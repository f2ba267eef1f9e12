//! Pending fetches ordered by urgency.

use folio_fetch::Url;
use std::collections::{BTreeMap, HashMap};
use tokio::time::Instant;

/// A page waiting for a fetch slot.
#[derive(Clone, Debug)]
pub struct PendingRequest {
    pub url: Url,
    /// Lower is more urgent.
    pub priority: i64,
    pub enqueued_at: Instant,
    /// Insertion order, assigned by the queue on [`push`](PriorityQueue::push).
    seq: u64,
}
impl PendingRequest {
    pub fn new(url: Url, priority: i64) -> Self {
        Self { url, priority, enqueued_at: Instant::now(), seq: 0 }
    }

    fn key(&self) -> (i64, u64) {
        (self.priority, self.seq)
    }
}

/// Priority queue of pending fetches: most urgent (lowest priority value)
/// first, first-in first-out among equals.
///
/// A URL is queued at most once; pushing it again replaces the earlier
/// request, which also moves it behind everything else of the same priority.
///
/// # Examples
///
/// ```
/// use folio_fetch::Url;
/// use folio_preload::{PendingRequest, PriorityQueue};
///
/// let page = |n: u32| Url::parse(&format!("https://cdn.example/{n}.jpg")).unwrap();
/// let mut queue = PriorityQueue::default();
/// queue.push(PendingRequest::new(page(1), 2));
/// queue.push(PendingRequest::new(page(2), 1));
/// queue.push(PendingRequest::new(page(3), 1));
///
/// assert_eq!(queue.pop().unwrap().url, page(2));
/// assert_eq!(queue.pop().unwrap().url, page(3));
/// assert_eq!(queue.pop().unwrap().url, page(1));
/// assert!(queue.pop().is_none());
/// ```
#[derive(Debug, Default)]
pub struct PriorityQueue {
    order: BTreeMap<(i64, u64), PendingRequest>,
    index: HashMap<Url, (i64, u64)>,
    next_seq: u64,
}

impl PriorityQueue {
    /// Queue `request`, returning the request it replaced, if its URL was
    /// already queued.
    pub fn push(&mut self, mut request: PendingRequest) -> Option<PendingRequest> {
        let replaced = self.remove(&request.url);
        request.seq = self.next_seq;
        self.next_seq += 1;
        self.index.insert(request.url.clone(), request.key());
        self.order.insert(request.key(), request);
        replaced
    }

    /// Take the most urgent request.
    pub fn pop(&mut self) -> Option<PendingRequest> {
        let (_, request) = self.order.pop_first()?;
        self.index.remove(&request.url);
        Some(request)
    }

    pub fn peek(&self) -> Option<&PendingRequest> {
        self.order.first_key_value().map(|(_, request)| request)
    }

    /// Withdraw the request for `url`, if it is still waiting.
    pub fn remove(&mut self, url: &Url) -> Option<PendingRequest> {
        let key = self.index.remove(url)?;
        self.order.remove(&key)
    }

    /// Priority `url` is queued with.
    pub fn priority_of(&self, url: &Url) -> Option<i64> {
        self.index.get(url).map(|(priority, _)| *priority)
    }

    pub fn contains(&self, url: &Url) -> bool {
        self.index.contains_key(url)
    }

    pub fn len(&self) -> usize {
        self.order.len()
    }

    pub fn is_empty(&self) -> bool {
        self.order.is_empty()
    }

    /// Remove everything, returning the withdrawn requests in queue order.
    pub fn clear(&mut self) -> Vec<PendingRequest> {
        self.index.clear();
        std::mem::take(&mut self.order).into_values().collect()
    }
}

#[cfg(test)]
mod tests {
    use super::*;
    use rstest::rstest;

    fn page(n: usize) -> Url {
        Url::parse(&format!("https://cdn.example/ch1/{n}.jpg")).unwrap()
    }

    fn drain(queue: &mut PriorityQueue) -> Vec<Url> {
        std::iter::from_fn(|| queue.pop()).map(|r| r.url).collect()
    }

    #[rstest]
    // Equal priorities keep arrival order; lower values jump ahead.
    #[case(&[3, 1, 4, 1, 5], &[1, 3, 0, 2, 4])]
    #[case(&[0, 0, 0], &[0, 1, 2])]
    #[case(&[2, 1, 0], &[2, 1, 0])]
    #[case(&[-1, 5, -1, 0], &[0, 2, 3, 1])]
    fn test_pop_order(#[case] priorities: &[i64], #[case] expected: &[usize]) {
        let mut queue = PriorityQueue::default();
        for (n, priority) in priorities.iter().enumerate() {
            queue.push(PendingRequest::new(page(n), *priority));
        }
        assert_eq!(drain(&mut queue), expected.iter().map(|n| page(*n)).collect::<Vec<_>>());
    }

    #[test]
    fn test_remove_if_present() {
        let mut queue = PriorityQueue::default();
        queue.push(PendingRequest::new(page(0), 1));
        queue.push(PendingRequest::new(page(1), 2));
        assert_eq!(queue.remove(&page(0)).map(|r| r.priority), Some(1));
        assert!(queue.remove(&page(0)).is_none());
        assert!(queue.remove(&page(7)).is_none());
        assert_eq!(queue.len(), 1);
        assert_eq!(drain(&mut queue), [page(1)]);
    }

    #[test]
    fn test_push_replaces_same_url() {
        let mut queue = PriorityQueue::default();
        queue.push(PendingRequest::new(page(0), 5));
        queue.push(PendingRequest::new(page(1), 3));
        let replaced = queue.push(PendingRequest::new(page(0), 1)).unwrap();
        assert_eq!(replaced.priority, 5);
        assert_eq!(queue.len(), 2);
        assert_eq!(queue.priority_of(&page(0)), Some(1));
        assert_eq!(queue.peek().map(|r| r.url.clone()), Some(page(0)));
        assert_eq!(drain(&mut queue), [page(0), page(1)]);
    }

    #[test]
    fn test_clear_returns_queue_order() {
        let mut queue = PriorityQueue::default();
        queue.push(PendingRequest::new(page(0), 9));
        queue.push(PendingRequest::new(page(1), 0));
        let cleared: Vec<_> = queue.clear().into_iter().map(|r| r.url).collect();
        assert_eq!(cleared, [page(1), page(0)]);
        assert!(queue.is_empty());
        assert!(!queue.contains(&page(0)));
    }
}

━━━━━━

State how many lines of the entries above include the word "usize", offering no text other than the number.

ANSWER TO THIS PROBLEM:
3